Exercise brief :: Taking the line that contains "pub const MAGIC_NUMBER_SYMBOL: &[u8]" as the starting point, give again exactly every line up to and including the last line of the records below.

[Opening Recorded information section]

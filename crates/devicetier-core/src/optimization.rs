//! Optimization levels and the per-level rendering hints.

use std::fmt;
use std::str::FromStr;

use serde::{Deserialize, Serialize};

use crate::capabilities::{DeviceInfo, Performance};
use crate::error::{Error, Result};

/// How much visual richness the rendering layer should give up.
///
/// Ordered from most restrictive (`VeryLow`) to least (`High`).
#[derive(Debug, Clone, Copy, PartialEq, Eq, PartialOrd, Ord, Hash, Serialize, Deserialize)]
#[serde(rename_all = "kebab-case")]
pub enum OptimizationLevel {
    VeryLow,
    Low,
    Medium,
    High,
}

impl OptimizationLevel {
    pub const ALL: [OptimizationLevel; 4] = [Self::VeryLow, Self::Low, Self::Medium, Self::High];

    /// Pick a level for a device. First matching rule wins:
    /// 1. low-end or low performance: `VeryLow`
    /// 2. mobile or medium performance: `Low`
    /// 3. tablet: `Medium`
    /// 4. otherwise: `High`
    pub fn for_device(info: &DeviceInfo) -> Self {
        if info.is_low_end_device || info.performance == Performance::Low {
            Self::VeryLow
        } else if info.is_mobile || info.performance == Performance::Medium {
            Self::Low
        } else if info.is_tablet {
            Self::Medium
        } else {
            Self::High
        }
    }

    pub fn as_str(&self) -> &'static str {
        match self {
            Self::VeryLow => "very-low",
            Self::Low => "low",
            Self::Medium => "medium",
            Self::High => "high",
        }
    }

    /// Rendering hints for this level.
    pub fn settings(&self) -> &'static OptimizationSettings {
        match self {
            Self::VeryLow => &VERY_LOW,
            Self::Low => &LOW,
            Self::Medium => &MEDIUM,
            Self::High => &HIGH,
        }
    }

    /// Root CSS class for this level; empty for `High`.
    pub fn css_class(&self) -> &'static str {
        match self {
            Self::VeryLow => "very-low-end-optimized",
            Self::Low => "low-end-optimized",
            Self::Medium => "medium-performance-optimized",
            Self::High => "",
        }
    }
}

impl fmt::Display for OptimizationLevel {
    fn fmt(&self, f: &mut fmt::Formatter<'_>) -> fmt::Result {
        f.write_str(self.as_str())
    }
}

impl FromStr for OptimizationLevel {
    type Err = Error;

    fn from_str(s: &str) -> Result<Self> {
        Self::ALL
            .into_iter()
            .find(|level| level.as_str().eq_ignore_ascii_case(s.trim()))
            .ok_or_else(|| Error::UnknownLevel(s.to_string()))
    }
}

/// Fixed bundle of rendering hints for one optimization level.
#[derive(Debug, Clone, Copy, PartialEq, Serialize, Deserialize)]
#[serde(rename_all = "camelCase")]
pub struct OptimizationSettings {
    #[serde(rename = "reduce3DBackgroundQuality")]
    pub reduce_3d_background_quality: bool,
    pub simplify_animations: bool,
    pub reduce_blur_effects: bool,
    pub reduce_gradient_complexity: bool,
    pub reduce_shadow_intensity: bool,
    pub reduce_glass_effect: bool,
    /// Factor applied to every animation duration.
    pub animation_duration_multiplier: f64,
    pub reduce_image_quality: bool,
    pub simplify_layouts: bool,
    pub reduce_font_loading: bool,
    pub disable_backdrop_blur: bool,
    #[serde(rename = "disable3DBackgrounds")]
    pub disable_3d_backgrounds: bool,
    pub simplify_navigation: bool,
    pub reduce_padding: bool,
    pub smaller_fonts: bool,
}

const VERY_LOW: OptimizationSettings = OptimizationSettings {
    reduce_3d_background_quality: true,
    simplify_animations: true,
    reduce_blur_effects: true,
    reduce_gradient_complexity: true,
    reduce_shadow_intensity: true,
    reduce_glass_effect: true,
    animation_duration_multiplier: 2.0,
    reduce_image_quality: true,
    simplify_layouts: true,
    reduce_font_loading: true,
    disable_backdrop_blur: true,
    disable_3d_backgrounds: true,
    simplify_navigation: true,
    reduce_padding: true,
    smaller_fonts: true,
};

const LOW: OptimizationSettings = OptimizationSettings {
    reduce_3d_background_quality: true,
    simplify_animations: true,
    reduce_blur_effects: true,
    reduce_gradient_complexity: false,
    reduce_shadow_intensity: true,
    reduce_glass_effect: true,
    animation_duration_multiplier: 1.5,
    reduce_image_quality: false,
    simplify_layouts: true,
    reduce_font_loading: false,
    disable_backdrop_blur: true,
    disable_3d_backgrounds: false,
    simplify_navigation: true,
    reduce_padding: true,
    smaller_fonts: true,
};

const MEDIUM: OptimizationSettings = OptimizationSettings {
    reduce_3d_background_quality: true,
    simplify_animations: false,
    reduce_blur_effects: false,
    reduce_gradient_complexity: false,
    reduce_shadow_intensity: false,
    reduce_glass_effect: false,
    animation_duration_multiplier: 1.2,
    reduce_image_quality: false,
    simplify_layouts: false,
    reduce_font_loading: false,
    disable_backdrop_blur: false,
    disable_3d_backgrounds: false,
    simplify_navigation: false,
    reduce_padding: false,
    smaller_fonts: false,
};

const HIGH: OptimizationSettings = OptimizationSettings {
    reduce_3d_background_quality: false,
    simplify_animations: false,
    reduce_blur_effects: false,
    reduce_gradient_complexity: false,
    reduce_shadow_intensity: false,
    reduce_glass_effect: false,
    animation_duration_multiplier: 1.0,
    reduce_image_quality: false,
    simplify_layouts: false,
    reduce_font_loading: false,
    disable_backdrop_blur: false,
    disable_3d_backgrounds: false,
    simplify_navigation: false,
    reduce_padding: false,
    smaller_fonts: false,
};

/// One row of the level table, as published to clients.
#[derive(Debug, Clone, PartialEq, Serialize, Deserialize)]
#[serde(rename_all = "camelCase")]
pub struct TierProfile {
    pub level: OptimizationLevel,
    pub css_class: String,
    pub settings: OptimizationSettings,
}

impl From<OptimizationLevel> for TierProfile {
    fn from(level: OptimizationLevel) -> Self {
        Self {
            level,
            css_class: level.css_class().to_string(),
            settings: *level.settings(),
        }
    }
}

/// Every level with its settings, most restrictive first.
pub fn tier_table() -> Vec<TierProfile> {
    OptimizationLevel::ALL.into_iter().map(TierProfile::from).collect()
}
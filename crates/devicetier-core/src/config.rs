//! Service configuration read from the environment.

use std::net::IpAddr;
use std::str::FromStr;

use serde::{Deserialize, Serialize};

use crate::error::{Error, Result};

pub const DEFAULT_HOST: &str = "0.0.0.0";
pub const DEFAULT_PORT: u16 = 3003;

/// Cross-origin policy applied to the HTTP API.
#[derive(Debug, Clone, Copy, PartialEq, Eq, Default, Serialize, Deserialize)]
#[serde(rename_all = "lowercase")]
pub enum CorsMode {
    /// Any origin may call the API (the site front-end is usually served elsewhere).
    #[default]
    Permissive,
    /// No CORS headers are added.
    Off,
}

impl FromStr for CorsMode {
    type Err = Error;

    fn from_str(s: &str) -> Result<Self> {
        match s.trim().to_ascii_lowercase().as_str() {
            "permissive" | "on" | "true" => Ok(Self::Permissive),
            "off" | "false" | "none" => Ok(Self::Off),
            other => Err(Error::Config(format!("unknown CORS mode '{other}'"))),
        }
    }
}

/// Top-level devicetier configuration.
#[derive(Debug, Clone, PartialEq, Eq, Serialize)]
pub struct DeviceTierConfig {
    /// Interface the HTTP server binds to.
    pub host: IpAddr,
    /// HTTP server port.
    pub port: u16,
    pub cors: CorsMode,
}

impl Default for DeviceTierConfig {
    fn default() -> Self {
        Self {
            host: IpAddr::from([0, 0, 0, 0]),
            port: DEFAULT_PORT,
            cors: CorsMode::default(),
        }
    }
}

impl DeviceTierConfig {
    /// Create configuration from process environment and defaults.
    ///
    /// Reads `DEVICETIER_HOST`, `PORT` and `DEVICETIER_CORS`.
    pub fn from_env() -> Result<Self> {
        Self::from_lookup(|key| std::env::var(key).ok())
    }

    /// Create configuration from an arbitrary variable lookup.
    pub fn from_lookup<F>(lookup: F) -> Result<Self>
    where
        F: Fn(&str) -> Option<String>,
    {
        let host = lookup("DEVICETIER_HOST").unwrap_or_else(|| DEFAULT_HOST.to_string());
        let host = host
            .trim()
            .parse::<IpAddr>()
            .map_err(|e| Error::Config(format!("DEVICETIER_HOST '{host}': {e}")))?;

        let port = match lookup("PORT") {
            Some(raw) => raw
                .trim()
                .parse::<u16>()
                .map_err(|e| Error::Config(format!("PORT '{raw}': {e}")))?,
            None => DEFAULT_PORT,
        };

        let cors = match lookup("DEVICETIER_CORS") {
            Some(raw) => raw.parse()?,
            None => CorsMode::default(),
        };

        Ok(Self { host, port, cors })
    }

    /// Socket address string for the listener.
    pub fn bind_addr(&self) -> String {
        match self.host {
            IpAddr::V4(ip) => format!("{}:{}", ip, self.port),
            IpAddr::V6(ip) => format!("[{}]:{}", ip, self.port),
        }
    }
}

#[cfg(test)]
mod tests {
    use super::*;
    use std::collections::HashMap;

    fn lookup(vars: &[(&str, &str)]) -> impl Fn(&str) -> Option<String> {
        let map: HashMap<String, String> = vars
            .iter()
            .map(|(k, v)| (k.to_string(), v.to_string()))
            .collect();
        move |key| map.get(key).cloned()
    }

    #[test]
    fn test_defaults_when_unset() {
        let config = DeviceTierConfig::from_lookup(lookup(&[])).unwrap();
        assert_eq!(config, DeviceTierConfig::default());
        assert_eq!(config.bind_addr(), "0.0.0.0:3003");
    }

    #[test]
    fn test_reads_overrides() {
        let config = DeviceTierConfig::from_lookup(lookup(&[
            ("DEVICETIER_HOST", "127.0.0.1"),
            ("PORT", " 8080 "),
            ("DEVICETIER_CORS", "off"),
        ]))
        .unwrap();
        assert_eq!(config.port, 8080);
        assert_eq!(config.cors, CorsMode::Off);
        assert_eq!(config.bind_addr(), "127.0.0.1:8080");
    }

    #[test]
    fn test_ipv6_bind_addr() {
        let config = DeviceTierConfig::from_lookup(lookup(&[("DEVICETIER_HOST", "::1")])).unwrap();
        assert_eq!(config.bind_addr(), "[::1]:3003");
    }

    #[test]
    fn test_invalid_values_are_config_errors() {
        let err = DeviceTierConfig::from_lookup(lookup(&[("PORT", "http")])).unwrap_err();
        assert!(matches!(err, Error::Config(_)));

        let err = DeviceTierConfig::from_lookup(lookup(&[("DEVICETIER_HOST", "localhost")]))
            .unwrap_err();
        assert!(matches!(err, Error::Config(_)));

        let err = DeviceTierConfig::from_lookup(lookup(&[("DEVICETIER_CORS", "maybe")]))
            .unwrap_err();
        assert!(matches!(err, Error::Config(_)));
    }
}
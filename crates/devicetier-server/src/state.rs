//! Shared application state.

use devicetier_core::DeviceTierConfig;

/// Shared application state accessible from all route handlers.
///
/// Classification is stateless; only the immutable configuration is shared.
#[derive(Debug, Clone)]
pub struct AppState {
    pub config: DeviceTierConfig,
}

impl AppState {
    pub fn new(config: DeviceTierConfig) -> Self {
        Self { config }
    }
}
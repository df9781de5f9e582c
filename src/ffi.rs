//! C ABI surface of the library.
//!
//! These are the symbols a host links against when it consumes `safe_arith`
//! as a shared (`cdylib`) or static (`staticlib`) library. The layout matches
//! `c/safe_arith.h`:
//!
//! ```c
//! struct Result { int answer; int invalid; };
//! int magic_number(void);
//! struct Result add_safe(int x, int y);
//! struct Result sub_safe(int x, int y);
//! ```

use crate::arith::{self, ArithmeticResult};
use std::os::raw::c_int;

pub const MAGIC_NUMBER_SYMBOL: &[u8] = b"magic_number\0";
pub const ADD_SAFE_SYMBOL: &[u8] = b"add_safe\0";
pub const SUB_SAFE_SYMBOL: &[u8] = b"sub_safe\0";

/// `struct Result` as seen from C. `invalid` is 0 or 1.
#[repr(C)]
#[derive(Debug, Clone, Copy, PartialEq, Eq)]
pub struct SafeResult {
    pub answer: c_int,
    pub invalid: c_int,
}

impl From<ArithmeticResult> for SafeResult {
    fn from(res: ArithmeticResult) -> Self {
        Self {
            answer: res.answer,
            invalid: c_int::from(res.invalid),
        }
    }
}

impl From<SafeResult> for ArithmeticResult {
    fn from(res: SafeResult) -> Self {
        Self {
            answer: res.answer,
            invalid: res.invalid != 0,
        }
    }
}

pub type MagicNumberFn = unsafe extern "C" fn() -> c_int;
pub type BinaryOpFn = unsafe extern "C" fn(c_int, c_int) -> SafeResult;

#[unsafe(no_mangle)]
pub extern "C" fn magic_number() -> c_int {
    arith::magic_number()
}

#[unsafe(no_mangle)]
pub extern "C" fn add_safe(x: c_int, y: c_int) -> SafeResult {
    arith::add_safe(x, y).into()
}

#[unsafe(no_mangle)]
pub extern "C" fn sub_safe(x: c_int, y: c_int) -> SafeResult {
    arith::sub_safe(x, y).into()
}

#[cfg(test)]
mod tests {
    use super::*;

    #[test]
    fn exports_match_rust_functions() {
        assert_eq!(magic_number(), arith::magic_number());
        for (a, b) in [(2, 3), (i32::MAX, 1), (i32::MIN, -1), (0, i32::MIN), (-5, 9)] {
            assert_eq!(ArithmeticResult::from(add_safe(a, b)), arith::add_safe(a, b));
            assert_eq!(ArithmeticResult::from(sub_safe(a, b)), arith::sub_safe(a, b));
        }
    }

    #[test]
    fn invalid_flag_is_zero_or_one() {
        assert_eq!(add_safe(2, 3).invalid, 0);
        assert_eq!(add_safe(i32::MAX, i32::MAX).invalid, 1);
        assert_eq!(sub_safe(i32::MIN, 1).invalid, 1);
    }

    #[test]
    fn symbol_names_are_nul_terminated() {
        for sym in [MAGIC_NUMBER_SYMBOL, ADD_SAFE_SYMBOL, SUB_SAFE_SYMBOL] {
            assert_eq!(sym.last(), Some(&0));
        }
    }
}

[Closing Recorded information section]

Response area ::
pub const MAGIC_NUMBER_SYMBOL: &[u8] = b"magic_number\0";
pub const ADD_SAFE_SYMBOL: &[u8] = b"add_safe\0";
pub const SUB_SAFE_SYMBOL: &[u8] = b"sub_safe\0";

/// `struct Result` as seen from C. `invalid` is 0 or 1.
#[repr(C)]
#[derive(Debug, Clone, Copy, PartialEq, Eq)]
pub struct SafeResult {
    pub answer: c_int,
    pub invalid: c_int,
}

impl From<ArithmeticResult> for SafeResult {
    fn from(res: ArithmeticResult) -> Self {
        Self {
            answer: res.answer,
            invalid: c_int::from(res.invalid),
        }
    }
}

impl From<SafeResult> for ArithmeticResult {
    fn from(res: SafeResult) -> Self {
        Self {
            answer: res.answer,
            invalid: res.invalid != 0,
        }
    }
}

pub type MagicNumberFn = unsafe extern "C" fn() -> c_int;
pub type BinaryOpFn = unsafe extern "C" fn(c_int, c_int) -> SafeResult;

#[unsafe(no_mangle)]
pub extern "C" fn magic_number() -> c_int {
    arith::magic_number()
}

#[unsafe(no_mangle)]
pub extern "C" fn add_safe(x: c_int, y: c_int) -> SafeResult {
    arith::add_safe(x, y).into()
}

#[unsafe(no_mangle)]
pub extern "C" fn sub_safe(x: c_int, y: c_int) -> SafeResult {
    arith::sub_safe(x, y).into()
}

#[cfg(test)]
mod tests {
    use super::*;

    #[test]
    fn exports_match_rust_functions() {
        assert_eq!(magic_number(), arith::magic_number());
        for (a, b) in [(2, 3), (i32::MAX, 1), (i32::MIN, -1), (0, i32::MIN), (-5, 9)] {
            assert_eq!(ArithmeticResult::from(add_safe(a, b)), arith::add_safe(a, b));
            assert_eq!(ArithmeticResult::from(sub_safe(a, b)), arith::sub_safe(a, b));
        }
    }

    #[test]
    fn invalid_flag_is_zero_or_one() {
        assert_eq!(add_safe(2, 3).invalid, 0);
        assert_eq!(add_safe(i32::MAX, i32::MAX).invalid, 1);
        assert_eq!(sub_safe(i32::MIN, 1).invalid, 1);
    }

    #[test]
    fn symbol_names_are_nul_terminated() {
        for sym in [MAGIC_NUMBER_SYMBOL, ADD_SAFE_SYMBOL, SUB_SAFE_SYMBOL] {
            assert_eq!(sym.last(), Some(&0));
        }
    }
}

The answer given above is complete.